The crude product was purified by silica flash column chromatography (0–10% EtOAc in LP) to afford 5e as white solid (1.08 g, 61%) R_f: 0.17 (10% EtOAc in LP, UV and KMnO₄ dip). ¹H NMR (400 MHz, CDCl₃) δ 2.37 (1H, s, OH), 4.78 (2H, s), 7.23–7.31 (2H, m), 7.37 (1H, dd, J 1.6 Hz, J 7.6 Hz), 7.47–7.50 (1H, m); ¹³C NMR (100 MHz, CDCl₃) δ 62.7, 127.0, 128.6, 128.7, 129.3, 132.6, 138.1 in agreement with that described by Shaikh.³⁵

Naphthalen-1-ylmethanol (5f)

The crude product was purified by silica flash column chromatography (0–10% EtOAc in LP) to afford 5f as yellow solid (1.12 g, 57%) R_f: 0.15 (10% EtOAc in LP, UV and KMnO₄ dip). ¹H NMR (300 MHz, CDCl₃) δ 2.05 (1H, s, OH), 5.09 (2H, s), 7.40–7.56 (4H, m), 7.80 (1H, d, J 7.9 Hz), 7.85–7.89 (1H, m), 8.07–8.10 (1H, m) in agreement with that described by Ragnarsson.³⁶¹³C NMR (75 MHz, CDCl₃) δ 63.5, 123.6, 125.2, 125.3, 125.8, 126.3, 128.5, 128.6, 131.2, 133.7, 136.2.

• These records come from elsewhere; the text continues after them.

use kurbo::{Affine, Rect};
use swf_data::{Matrix, Rectangle};

pub fn to_affine(matrix: &Matrix) -> Affine {
    Affine::new([
        matrix.scale_x,
        matrix.rotate_skew0,
        matrix.rotate_skew1,
        matrix.scale_y,
        f64::from(matrix.translate_x),
        f64::from(matrix.translate_y),
    ])
}

/// Bounding box of `bounds` placed through `matrix`. Empty bounds stay empty.
pub fn transform_bounds(bounds: &Rectangle, matrix: &Matrix) -> Rectangle {
    if bounds.is_empty() {
        return Rectangle::ZERO;
    }
    let rect = Rect::new(
        f64::from(bounds.x_min),
        f64::from(bounds.y_min),
        f64::from(bounds.x_max),
        f64::from(bounds.y_max),
    );
    let placed = to_affine(matrix).transform_rect_bbox(rect);
    Rectangle::new(
        placed.x0.floor() as i32,
        placed.x1.ceil() as i32,
        placed.y0.floor() as i32,
        placed.y1.ceil() as i32,
    )
}
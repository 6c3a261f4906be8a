//! Display list replay: control tags in, frame snapshots out.

use crate::color::ColorTransformExt;
use crate::drawable::{Character, Drawable};
use crate::extractor::Extractor;
use crate::geometry::transform_bounds;
use crate::sink::DrawingSink;
use std::collections::{BTreeMap, HashMap, HashSet};
use std::rc::Rc;
use swf_data::{BlendMode, ColorTransform, Error, Filter, Matrix, PlaceObject, Rectangle, Result, Tag};
use tracing::trace;

/// A character placed on the display list.
#[derive(Debug, Clone)]
pub struct FrameObject {
    pub depth: u16,
    pub character_id: u16,
    pub character: Character,
    pub matrix: Matrix,
    pub color_transform: Option<ColorTransform>,
    pub ratio: Option<u16>,
    pub name: Option<String>,
    /// Masks every depth up to this one.
    pub clip_depth: Option<u16>,
    pub filters: Vec<Filter>,
    pub blend_mode: BlendMode,
    pub visible: bool,
    /// Character bounds through `matrix`.
    pub bounds: Rectangle,
}

impl FrameObject {
    fn new(depth: u16, character_id: u16, character: Character) -> Self {
        Self {
            depth,
            character_id,
            character,
            matrix: Matrix::IDENTITY,
            color_transform: None,
            ratio: None,
            name: None,
            clip_depth: None,
            filters: Vec::new(),
            blend_mode: BlendMode::Normal,
            visible: true,
            bounds: Rectangle::ZERO,
        }
    }

    fn apply(&mut self, place: &PlaceObject) {
        if let Some(matrix) = place.matrix {
            self.matrix = matrix;
        }
        if let Some(color_transform) = place.color_transform {
            self.color_transform = Some(color_transform);
        }
        if place.ratio.is_some() {
            self.ratio = place.ratio;
        }
        if let Some(name) = &place.name {
            self.name = Some(name.clone());
        }
        if place.clip_depth.is_some() {
            self.clip_depth = place.clip_depth;
        }
        if let Some(filters) = &place.filters {
            self.filters = filters.clone();
        }
        if let Some(blend_mode) = place.blend_mode {
            self.blend_mode = blend_mode;
        }
        if let Some(visible) = place.visible {
            self.visible = visible;
        }
    }

    fn transform_colors(&self, transform: &ColorTransform, memo: &mut HashMap<(usize, ColorTransform), Character>) -> Result<Self> {
        let combined = match &self.color_transform {
            Some(own) => transform.compose(own),
            None => *transform,
        };
        let key = (self.character.address(), combined);
        let character = match memo.get(&key) {
            Some(character) => character.clone(),
            None => {
                let character = self.character.transform_colors(&combined)?;
                memo.insert(key, character.clone());
                character
            }
        };
        Ok(Self {
            character,
            color_transform: None,
            ..self.clone()
        })
    }
}

/// Display list snapshot taken at a `ShowFrame`.
#[derive(Debug, Clone)]
pub struct Frame {
    pub index: usize,
    pub label: Option<String>,
    /// Keyed by depth, drawn in ascending order.
    pub objects: BTreeMap<u16, FrameObject>,
    pub bounds: Rectangle,
}

/// Ordered frames of the root movie or of a sprite. Never empty.
#[derive(Debug, Clone)]
pub struct Timeline {
    bounds: Rectangle,
    frames: Rc<[Frame]>,
}

impl Timeline {
    pub fn new(frames: Vec<Frame>) -> Self {
        if frames.is_empty() {
            return Self::empty();
        }
        let bounds = frames.iter().fold(Rectangle::ZERO, |bounds, frame| bounds.union(&frame.bounds));
        Self {
            bounds,
            frames: frames.into(),
        }
    }

    /// One empty frame with zero bounds.
    pub fn empty() -> Self {
        Self {
            bounds: Rectangle::ZERO,
            frames: Rc::new([Frame {
                index: 0,
                label: None,
                objects: BTreeMap::new(),
                bounds: Rectangle::ZERO,
            }]),
        }
    }

    /// Same frames, reported with `bounds`.
    pub fn with_bounds(&self, bounds: Rectangle) -> Self {
        Self {
            bounds,
            frames: self.frames.clone(),
        }
    }

    pub fn frames(&self) -> &[Frame] {
        &self.frames
    }

    /// Frame `index`, wrapping around the timeline length.
    pub fn frame(&self, index: usize) -> &Frame {
        &self.frames[index % self.frames.len()]
    }

    pub fn frame_by_label(&self, label: &str) -> Option<&Frame> {
        self.frames.iter().find(|frame| frame.label.as_deref() == Some(label))
    }
}

impl Drawable for Timeline {
    fn bounds(&self) -> Result<Rectangle> {
        Ok(self.bounds)
    }

    fn frames_count(&self, recursive: bool) -> Result<usize> {
        let mut count = self.frames.len();
        if recursive {
            let mut seen = HashSet::new();
            for object in self.frames.iter().flat_map(|frame| frame.objects.values()) {
                if seen.insert(object.character.address()) {
                    count = count.max(object.character.frames_count(true)?);
                }
            }
        }
        Ok(count)
    }

    fn draw(&self, sink: &mut dyn DrawingSink, frame: usize) -> Result<()> {
        for object in self.frame(frame).objects.values() {
            if !object.visible {
                continue;
            }
            sink.begin_object(object);
            object.character.draw(sink, frame)?;
            sink.end_object();
        }
        Ok(())
    }

    fn transform_colors(&self, transform: &ColorTransform) -> Result<Self> {
        if transform.is_identity() {
            return Ok(self.clone());
        }
        let mut memo = HashMap::new();
        let frames = self
            .frames
            .iter()
            .map(|frame| {
                let objects = frame
                    .objects
                    .iter()
                    .map(|(depth, object)| Ok((*depth, object.transform_colors(transform, &mut memo)?)))
                    .collect::<Result<BTreeMap<_, _>>>()?;
                Ok(Frame { objects, ..frame.clone() })
            })
            .collect::<Result<Vec<_>>>()?;
        Ok(Self {
            bounds: self.bounds,
            frames: frames.into(),
        })
    }
}

/// Replays control tags into a [`Timeline`], resolving placed ids through the extractor.
pub struct TimelineProcessor<'e> {
    extractor: &'e Extractor,
}

impl<'e> TimelineProcessor<'e> {
    pub fn new(extractor: &'e Extractor) -> Self {
        Self { extractor }
    }

    pub fn process<'t>(&self, tags: impl IntoIterator<Item = &'t Tag>) -> Result<Timeline> {
        let mut display: BTreeMap<u16, FrameObject> = BTreeMap::new();
        let mut frames = Vec::new();
        let mut label = None;
        let mut pending = false;

        for tag in tags {
            match tag {
                Tag::ShowFrame => {
                    frames.push(snapshot(frames.len(), label.take(), &display));
                    pending = false;
                }
                Tag::PlaceObject(place) => {
                    self.place(&mut display, place)?;
                    pending = true;
                }
                Tag::RemoveObject(remove) => {
                    display.remove(&remove.depth);
                    pending = true;
                }
                Tag::FrameLabel(frame_label) => {
                    label = Some(frame_label.name.clone());
                    pending = true;
                }
                _ => {}
            }
        }
        if pending || frames.is_empty() {
            frames.push(snapshot(frames.len(), label, &display));
        }
        trace!(frames = frames.len(), "timeline processed");
        Ok(Timeline::new(frames))
    }

    fn place(&self, display: &mut BTreeMap<u16, FrameObject>, place: &PlaceObject) -> Result<()> {
        let mut object = match (display.get(&place.depth), place.character_id) {
            (Some(current), id) if place.is_move => {
                let mut object = current.clone();
                if let Some(id) = id.filter(|id| *id != object.character_id) {
                    object.character_id = id;
                    object.character = self.extractor.character(id)?;
                }
                object
            }
            (_, Some(id)) => FrameObject::new(place.depth, id, self.extractor.character(id)?),
            (_, None) => {
                self.extractor.options().errors.check(Error::UnprocessableData(format!(
                    "nothing to modify at depth {}",
                    place.depth
                )))?;
                return Ok(());
            }
        };
        object.apply(place);
        object.bounds = transform_bounds(&object.character.bounds()?, &object.matrix);
        display.insert(place.depth, object);
        Ok(())
    }
}

fn snapshot(index: usize, label: Option<String>, display: &BTreeMap<u16, FrameObject>) -> Frame {
    let bounds = display
        .values()
        .fold(Rectangle::ZERO, |bounds, object| bounds.union(&object.bounds));
    Frame {
        index,
        label,
        objects: display.clone(),
        bounds,
    }
}

#[cfg(test)]
mod tests {
    use super::*;
    use crate::config::ExtractOptions;
    use swf_data::{FrameLabel, RemoveObject};

    fn extractor(options: ExtractOptions) -> Extractor {
        Extractor::builder(Vec::new()).options(options).build()
    }

    fn place(depth: u16, id: Option<u16>, is_move: bool, matrix: Option<Matrix>) -> Tag {
        Tag::PlaceObject(Box::new(PlaceObject {
            version: 2,
            depth,
            character_id: id,
            is_move,
            matrix,
            ..Default::default()
        }))
    }

    #[test]
    fn test_place_move_remove() {
        let extractor = extractor(ExtractOptions::default());
        let tags = vec![
            place(1, Some(10), false, None),
            place(2, Some(11), false, None),
            Tag::ShowFrame,
            place(1, None, true, Some(Matrix::translate(40, 0))),
            Tag::RemoveObject(RemoveObject {
                depth: 2,
                character_id: None,
            }),
            Tag::FrameLabel(FrameLabel {
                name: "end".into(),
                anchor: false,
            }),
            Tag::ShowFrame,
        ];
        let timeline = TimelineProcessor::new(&extractor).process(&tags).unwrap();
        assert_eq!(timeline.frames().len(), 2);

        let first = &timeline.frames()[0];
        assert_eq!(first.objects.keys().copied().collect::<Vec<_>>(), vec![1, 2]);
        assert!(first.objects[&1].character.is_missing());

        let second = timeline.frame_by_label("end").unwrap();
        assert_eq!(second.index, 1);
        assert_eq!(second.objects.len(), 1);
        assert_eq!(second.objects[&1].character_id, 10);
        assert_eq!(second.objects[&1].matrix, Matrix::translate(40, 0));
    }

    #[test]
    fn test_trailing_changes_make_a_frame() {
        let extractor = extractor(ExtractOptions::default());
        let tags = vec![Tag::ShowFrame, place(1, Some(3), false, None)];
        let timeline = TimelineProcessor::new(&extractor).process(&tags).unwrap();
        assert_eq!(timeline.frames().len(), 2);
        assert_eq!(timeline.frame(3).index, 1);
    }

    #[test]
    fn test_empty_tags_make_one_frame() {
        let extractor = extractor(ExtractOptions::default());
        let timeline = TimelineProcessor::new(&extractor).process(&Vec::<Tag>::new()).unwrap();
        assert_eq!(timeline.frames_count(false).unwrap(), 1);
        assert_eq!(timeline.bounds().unwrap(), Rectangle::ZERO);
    }

    #[test]
    fn test_move_without_object() {
        let tags = vec![place(4, None, true, None), Tag::ShowFrame];

        let strict = extractor(ExtractOptions::default());
        assert!(matches!(
            TimelineProcessor::new(&strict).process(&tags),
            Err(Error::UnprocessableData(_))
        ));

        let lenient = extractor(ExtractOptions::lenient());
        let timeline = TimelineProcessor::new(&lenient).process(&tags).unwrap();
        assert!(timeline.frames()[0].objects.is_empty());
    }

    #[test]
    fn test_with_bounds_shares_frames() {
        let timeline = Timeline::empty();
        let stage = Rectangle::new(0, 100, 0, 100);
        let resized = timeline.with_bounds(stage);
        assert_eq!(resized.bounds().unwrap(), stage);
        assert!(Rc::ptr_eq(&timeline.frames, &resized.frames));
    }
}
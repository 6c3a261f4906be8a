use serde::{Deserialize, Serialize};
use swf_data::ErrorFlags;

/// Settings shared by every read an [`Extractor`](crate::Extractor) performs.
#[derive(Debug, Clone, Copy, PartialEq, Eq, Serialize, Deserialize)]
#[serde(default)]
pub struct ExtractOptions {
    /// Fault categories that abort an operation. Disabled categories are logged and recovered.
    pub errors: ErrorFlags,
}

impl Default for ExtractOptions {
    fn default() -> Self {
        Self {
            errors: ErrorFlags::default(),
        }
    }
}

impl ExtractOptions {
    /// Strict mode: every fault category aborts, invalid tags included.
    pub fn strict() -> Self {
        Self {
            errors: ErrorFlags::all(),
        }
    }

    /// Lenient mode: every fault is recovered.
    pub fn lenient() -> Self {
        Self {
            errors: ErrorFlags::empty(),
        }
    }

    pub fn from_json(json: &str) -> serde_json::Result<Self> {
        serde_json::from_str(json)
    }
}

#[cfg(test)]
mod tests {
    use super::*;

    #[test]
    fn test_default_options() {
        let options = ExtractOptions::default();
        assert!(options.errors.contains(ErrorFlags::OUT_OF_BOUNDS));
        assert!(!options.errors.contains(ErrorFlags::INVALID_TAG));
    }

    #[test]
    fn test_options_from_json() {
        let options = ExtractOptions::from_json(r#"{"errors": "CIRCULAR_REFERENCE | INVALID_TAG"}"#).unwrap();
        assert_eq!(options.errors, ErrorFlags::CIRCULAR_REFERENCE | ErrorFlags::INVALID_TAG);

        let options = ExtractOptions::from_json("{}").unwrap();
        assert_eq!(options, ExtractOptions::default());
    }
}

General method for preparation of azide derivatives (3b–f)

These compounds 3b–f were prepared using the general method described by Thompson.³⁷

Diphenyl phosphoryl azide (2.16 g, 7.80 mmol, 1.21 eq.) was added to a solution of alcohol 5b–f (790 mg, 6.50 mmol of 5b, 1 eq.) in dry toluene (11 mL) at 0 °C under argon atmosphere. DBU (1.19 g, 7.80 mmol, 1.21 eq.) was added to the reaction mixture. The reaction mixture was stirred for 2 h at 0 °C then for 16 h at 20 °C. The resulting two-phase mixture was washed with water (2 × 10 mL) and 5% HCl (10 mL). The organic layer was evaporated in vacuo and purified by flash column chromatography.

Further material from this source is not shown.